Superior cavography can be performed in an antegrade or retrograde manner. In the first case, a radiopaque substance is administered by puncture or catheterization of the veins of the shoulder or subclavian vein on one or both sides (see Puncture catheterization of veins). For retrograde contrasting of the upper P. century. the catheter is passed through the femoral, external and common iliac, and lower p. and the right atrium (see Seldinger method).

Rice. 6. Angiocardiogram (direct projection): 1 - left subclavian vein, 2 - left brachiocephalic vein, 3 - superior vena cava, 4 - right atrium, 5 - inferior vena cava (contrasted due to reflux).

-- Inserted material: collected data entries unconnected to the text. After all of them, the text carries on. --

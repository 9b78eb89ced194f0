pub mod config;
pub mod error;
pub mod handlers;
pub mod models;
pub mod risk;
pub mod services;
pub mod utils;
pub mod validation;

pub use error::types::*;

use std::sync::Arc;

use services::RiskCalculator;

/// Shared handler state; everything inside is read-only after startup
#[derive(Clone)]
pub struct AppState {
    pub calculator: Arc<RiskCalculator>,
}

impl AppState {
    pub fn new(calculator: RiskCalculator) -> Self {
        Self {
            calculator: Arc::new(calculator),
        }
    }
}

On the angiocardiogram in a direct projection (Fig. 6) the contrasted upper P. v. serves as a continuation of two brachiocephalic veins, merging with each other below the right sternoclavicular joint; it is located to the right of the shadow of the spine and has the appearance of a clearly defined strip with a width of 7 to 22 mm (depending on age). At the level of the 3rd rib, the shadow of the upper P. v. passes into the shadow of the right atrium. In the first oblique position, the upper P. v. occupies the anterior section of the vascular shadow; in the second oblique position, its shadow is located slightly posterior to the anterior contour of the aorta. In direct projection, contrasted lower P. v. lies to the right of the spine, slightly overlapping it; in the lateral projection it is located in front of the lumbar region, and its upper section deviates anteriorly and flows into the right atrium.

Inferior cavography can also be done antegrade or retrograde. In the first case, a radiopaque substance is administered by puncture or catheterization of the femoral vein on one or both sides. For retrograde cavography, the catheter is inserted into the lower P. v. through the subclavian, brachiocephalic, upper P. v. and right atrium.

Diseases

Deprived of nutrients, blood from the superior vena cava enters the right side of the heart through the venous trunk.

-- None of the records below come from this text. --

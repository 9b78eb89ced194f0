use serde::{Deserialize, Serialize};

use super::horizon::Horizon;

/// Risk figures for a horizon where an estimate exists. All values are
/// percentages (ARR in percentage points) rounded to one decimal.
#[derive(Debug, Clone, PartialEq, Serialize, Deserialize)]
pub struct RiskReduction {
    pub baseline_risk: f64,
    pub post_intervention_risk: f64,
    pub absolute_risk_reduction: f64,
    pub relative_risk_reduction: f64,
}

#[derive(Debug, Clone, PartialEq, Serialize, Deserialize)]
#[serde(tag = "status", rename_all = "snake_case")]
pub enum RiskOutcome {
    Estimated(RiskReduction),
    /// Lifetime horizon requested for a patient already at or past the
    /// lifetime reference age.
    NotApplicable { reason: String },
}

impl RiskOutcome {
    pub fn estimate(&self) -> Option<&RiskReduction> {
        match self {
            RiskOutcome::Estimated(reduction) => Some(reduction),
            RiskOutcome::NotApplicable { .. } => None,
        }
    }

    pub fn is_applicable(&self) -> bool {
        matches!(self, RiskOutcome::Estimated(_))
    }
}

/// A single multiplicative step applied to the remaining risk
#[derive(Debug, Clone, PartialEq, Serialize, Deserialize)]
pub struct AdjustmentStep {
    pub source: String,
    /// Relative reduction applied by this step, percent
    pub relative_reduction: f64,
    /// Remaining absolute risk after the step, percent (unrounded)
    pub remaining_risk: f64,
}

#[derive(Debug, Clone, PartialEq, Serialize, Deserialize)]
pub struct RiskResult {
    pub horizon: Horizon,
    pub outcome: RiskOutcome,
    /// Expected LDL-C at 3 months on the full regimen, mmol/L
    pub projected_ldl: f64,
    /// LDL-C on pre-existing therapy only, mmol/L
    pub ldl_on_existing_therapy: f64,
    pub adjustments: Vec<AdjustmentStep>,
    pub model: String,
    pub reference_data_version: String,
}

impl RiskResult {
    /// Plain-language summary for sharing with the patient
    pub fn patient_summary(&self) -> Vec<String> {
        match &self.outcome {
            RiskOutcome::Estimated(r) => vec![
                format!(
                    "Your starting risk over {} was {:.1}%.",
                    self.horizon.describe(),
                    r.baseline_risk
                ),
                format!(
                    "With the treatments selected, your new risk is {:.1}%.",
                    r.post_intervention_risk
                ),
                format!(
                    "This means a risk reduction of {:.1} percentage points.",
                    r.absolute_risk_reduction
                ),
            ],
            RiskOutcome::NotApplicable { reason } => vec![format!(
                "A risk estimate over {} is not available: {}.",
                self.horizon.describe(),
                reason
            )],
        }
    }
}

Failure of blood circulation often occurs due to a pathological focus in the body or when a vein thromboses.

Congenital pathological anomalies of the vascular apparatus of the heart occur - an additional left superior vena cava is formed, where it is located as an ineffective inflow of the left atrium.

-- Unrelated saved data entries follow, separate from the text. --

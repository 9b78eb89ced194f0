// Run one risk calculation from a JSON request file (or stdin) and print the result
use cvd_risk_calculator::{
    config::{ReferenceData, Settings},
    risk::RiskError,
    services::{RiskCalculationRequest, RiskCalculator},
};
use std::io::Read;
use std::process::ExitCode;
use std::sync::Arc;
use tracing_subscriber::EnvFilter;

fn read_request(path: Option<String>) -> Result<RiskCalculationRequest, Box<dyn std::error::Error>> {
    let contents = match path {
        Some(path) => std::fs::read_to_string(path)?,
        None => {
            let mut buffer = String::new();
            std::io::stdin().read_to_string(&mut buffer)?;
            buffer
        }
    };
    Ok(serde_json::from_str(&contents)?)
}

fn run() -> Result<ExitCode, Box<dyn std::error::Error>> {
    dotenvy::dotenv().ok();
    let settings = Settings::new()?;

    tracing_subscriber::fmt()
        .with_env_filter(
            EnvFilter::try_from_default_env()
                .unwrap_or_else(|_| EnvFilter::new(format!("cvd_risk_calculator={}", settings.logging.level))),
        )
        .with_writer(std::io::stderr)
        .init();

    let reference = ReferenceData::load(&settings.reference_data)?;
    let calculator = RiskCalculator::from_settings(Arc::new(reference), &settings);
    let request = read_request(std::env::args().nth(1))?;

    match calculator.calculate(&request) {
        Ok(result) => {
            println!("{}", serde_json::to_string_pretty(&result)?);
            for line in result.patient_summary() {
                eprintln!("{}", line);
            }
            Ok(ExitCode::SUCCESS)
        }
        Err(RiskError::Validation(errors)) => {
            eprintln!("Request rejected:");
            for error in errors.iter() {
                eprintln!("  - {}", error);
            }
            Ok(ExitCode::from(2))
        }
        Err(e) => Err(e.into()),
    }
}

fn main() -> ExitCode {
    match run() {
        Ok(code) => code,
        Err(e) => {
            eprintln!("Error: {}", e);
            ExitCode::FAILURE
        }
    }
}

Pathologies of the venous network are summarized by the name - superior vena cava syndrome.

The syndrome combines many symptoms of impaired venous functioning and poses a threat to the patient’s life.

Superior vena cava syndrome occurs as a primary disease - the integrity of the vessel is compromised, resulting in a sharp rise in venous pressure.

In case of a secondary disease, concomitant diseases are the cause, putting strong pressure on the vessel.

The main cause of pressure on the vessel is a tumor process or blockage with a blood clot, which causes a rise in pressure and a dangerous complication in the form of rupture of the vessel.

Symptoms of the pathology increase gradually.

A typical clinical picture of the pathology is presented below.

1. Dizziness.
2. Pain in the head area.
3. Pain behind the sternum.
4. Loss of consciousness.
5. Swelling of the face.
6. Enlarged and swollen veins in the neck.
7. Cyanotic bluish face.

It is possible to identify the cause of the failure of venous circulation with the help of diagnostic studies.